Look in the material below for the line with "let y_span = (self.y_max" and the line with "for pair in", then set down exactly those two lines and all lines between, nothing more.

□ □ □

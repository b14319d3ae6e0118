//! Plot area mapping and line primitives

use image::{Rgb, RgbImage};
use imageproc::drawing::{draw_filled_circle_mut, draw_hollow_rect_mut, draw_line_segment_mut};
use imageproc::rect::Rect;

pub const WHITE: Rgb<u8> = Rgb([255, 255, 255]);
pub const BLACK: Rgb<u8> = Rgb([0, 0, 0]);
pub const GRID: Rgb<u8> = Rgb([220, 220, 220]);
pub const RAW_BLUE: Rgb<u8> = Rgb([31, 119, 180]);
pub const TREND_RED: Rgb<u8> = Rgb([214, 39, 40]);
pub const AVERAGE_GREEN: Rgb<u8> = Rgb([44, 160, 44]);

/// Data-space rectangle mapped onto a pixel rectangle
#[derive(Debug, Clone, Copy)]
pub struct PlotArea {
    pub left: u32,
    pub top: u32,
    pub width: u32,
    pub height: u32,
    pub x_min: f64,
    pub x_max: f64,
    pub y_min: f64,
    pub y_max: f64,
}

impl PlotArea {
    pub fn to_pixel(&self, x: f64, y: f64) -> (f32, f32) {
        let x_span = (self.x_max - self.x_min).max(f64::EPSILON);
        let y_span = (self.y_max - self.y_min).max(f64::EPSILON);
        let px = self.left as f64 + (x - self.x_min) / x_span * self.width as f64;
        let py = self.top as f64 + (self.y_max - y) / y_span * self.height as f64;
        (px as f32, py as f32)
    }

    /// Clamp a pixel to the area so lines stay inside the frame
    fn clamp(&self, (x, y): (f32, f32)) -> (f32, f32) {
        (
            x.clamp(self.left as f32, (self.left + self.width) as f32),
            y.clamp(self.top as f32, (self.top + self.height) as f32),
        )
    }

    pub fn draw_frame(&self, img: &mut RgbImage) {
        let rect = Rect::at(self.left as i32, self.top as i32)
            .of_size(self.width + 1, self.height + 1);
        draw_hollow_rect_mut(img, rect, BLACK);
    }

    /// Light grid lines at `divisions` even steps in both directions
    pub fn draw_grid(&self, img: &mut RgbImage, divisions: u32) {
        if divisions == 0 {
            return;
        }
        let (left, top) = (self.left as f32, self.top as f32);
        let (right, bottom) = ((self.left + self.width) as f32, (self.top + self.height) as f32);
        for i in 1..divisions {
            let x = left + self.width as f32 * i as f32 / divisions as f32;
            draw_line_segment_mut(img, (x, top), (x, bottom), GRID);
            let y = top + self.height as f32 * i as f32 / divisions as f32;
            draw_line_segment_mut(img, (left, y), (right, y), GRID);
        }
        // Tick marks on the axes
        for i in 0..=divisions {
            let x = self.left as f32 + self.width as f32 * i as f32 / divisions as f32;
            let bottom = (self.top + self.height) as f32;
            draw_line_segment_mut(img, (x, bottom), (x, bottom + 5.0), BLACK);
            let y = self.top as f32 + self.height as f32 * i as f32 / divisions as f32;
            draw_line_segment_mut(img, (self.left as f32 - 5.0, y), (self.left as f32, y), BLACK);
        }
    }

    pub fn draw_polyline(
        &self,
        img: &mut RgbImage,
        points: &[(f64, f64)],
        color: Rgb<u8>,
        thickness: u32,
    ) {
        for pair in points.windows(2) {
            let start = self.clamp(self.to_pixel(pair[0].0, pair[0].1));
            let end = self.clamp(self.to_pixel(pair[1].0, pair[1].1));
            thick_segment(img, start, end, color, thickness);
        }
    }

    pub fn draw_dashed(
        &self,
        img: &mut RgbImage,
        from: (f64, f64),
        to: (f64, f64),
        color: Rgb<u8>,
        dash: f32,
        thickness: u32,
    ) {
        let start = self.clamp(self.to_pixel(from.0, from.1));
        let end = self.clamp(self.to_pixel(to.0, to.1));
        let length = ((end.0 - start.0).powi(2) + (end.1 - start.1).powi(2)).sqrt();
        if length < 1.0 || dash <= 0.0 {
            thick_segment(img, start, end, color, thickness);
            return;
        }

        let (dx, dy) = ((end.0 - start.0) / length, (end.1 - start.1) / length);
        let mut offset = 0.0;
        while offset < length {
            let stop = (offset + dash).min(length);
            let a = (start.0 + dx * offset, start.1 + dy * offset);
            let b = (start.0 + dx * stop, start.1 + dy * stop);
            thick_segment(img, a, b, color, thickness);
            offset += dash * 2.0;
        }
    }

    pub fn draw_markers(
        &self,
        img: &mut RgbImage,
        points: &[(f64, f64)],
        color: Rgb<u8>,
        radius: i32,
    ) {
        for &(x, y) in points {
            let (px, py) = self.to_pixel(x, y);
            draw_filled_circle_mut(img, (px.round() as i32, py.round() as i32), radius, color);
        }
    }
}

fn thick_segment(
    img: &mut RgbImage,
    start: (f32, f32),
    end: (f32, f32),
    color: Rgb<u8>,
    thickness: u32,
) {
    let spread = thickness.max(1) as i32 / 2;
    for o in -spread..=spread {
        let o = o as f32;
        draw_line_segment_mut(img, (start.0, start.1 + o), (end.0, end.1 + o), color);
    }
}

□ □ □

**Response for this exercise:**
        let y_span = (self.y_max - self.y_min).max(f64::EPSILON);
        let px = self.left as f64 + (x - self.x_min) / x_span * self.width as f64;
        let py = self.top as f64 + (self.y_max - y) / y_span * self.height as f64;
        (px as f32, py as f32)
    }

    /// Clamp a pixel to the area so lines stay inside the frame
    fn clamp(&self, (x, y): (f32, f32)) -> (f32, f32) {
        (
            x.clamp(self.left as f32, (self.left + self.width) as f32),
            y.clamp(self.top as f32, (self.top + self.height) as f32),
        )
    }

    pub fn draw_frame(&self, img: &mut RgbImage) {
        let rect = Rect::at(self.left as i32, self.top as i32)
            .of_size(self.width + 1, self.height + 1);
        draw_hollow_rect_mut(img, rect, BLACK);
    }

    /// Light grid lines at `divisions` even steps in both directions
    pub fn draw_grid(&self, img: &mut RgbImage, divisions: u32) {
        if divisions == 0 {
            return;
        }
        let (left, top) = (self.left as f32, self.top as f32);
        let (right, bottom) = ((self.left + self.width) as f32, (self.top + self.height) as f32);
        for i in 1..divisions {
            let x = left + self.width as f32 * i as f32 / divisions as f32;
            draw_line_segment_mut(img, (x, top), (x, bottom), GRID);
            let y = top + self.height as f32 * i as f32 / divisions as f32;
            draw_line_segment_mut(img, (left, y), (right, y), GRID);
        }
        // Tick marks on the axes
        for i in 0..=divisions {
            let x = self.left as f32 + self.width as f32 * i as f32 / divisions as f32;
            let bottom = (self.top + self.height) as f32;
            draw_line_segment_mut(img, (x, bottom), (x, bottom + 5.0), BLACK);
            let y = self.top as f32 + self.height as f32 * i as f32 / divisions as f32;
            draw_line_segment_mut(img, (self.left as f32 - 5.0, y), (self.left as f32, y), BLACK);
        }
    }

    pub fn draw_polyline(
        &self,
        img: &mut RgbImage,
        points: &[(f64, f64)],
        color: Rgb<u8>,
        thickness: u32,
    ) {
        for pair in points.windows(2) {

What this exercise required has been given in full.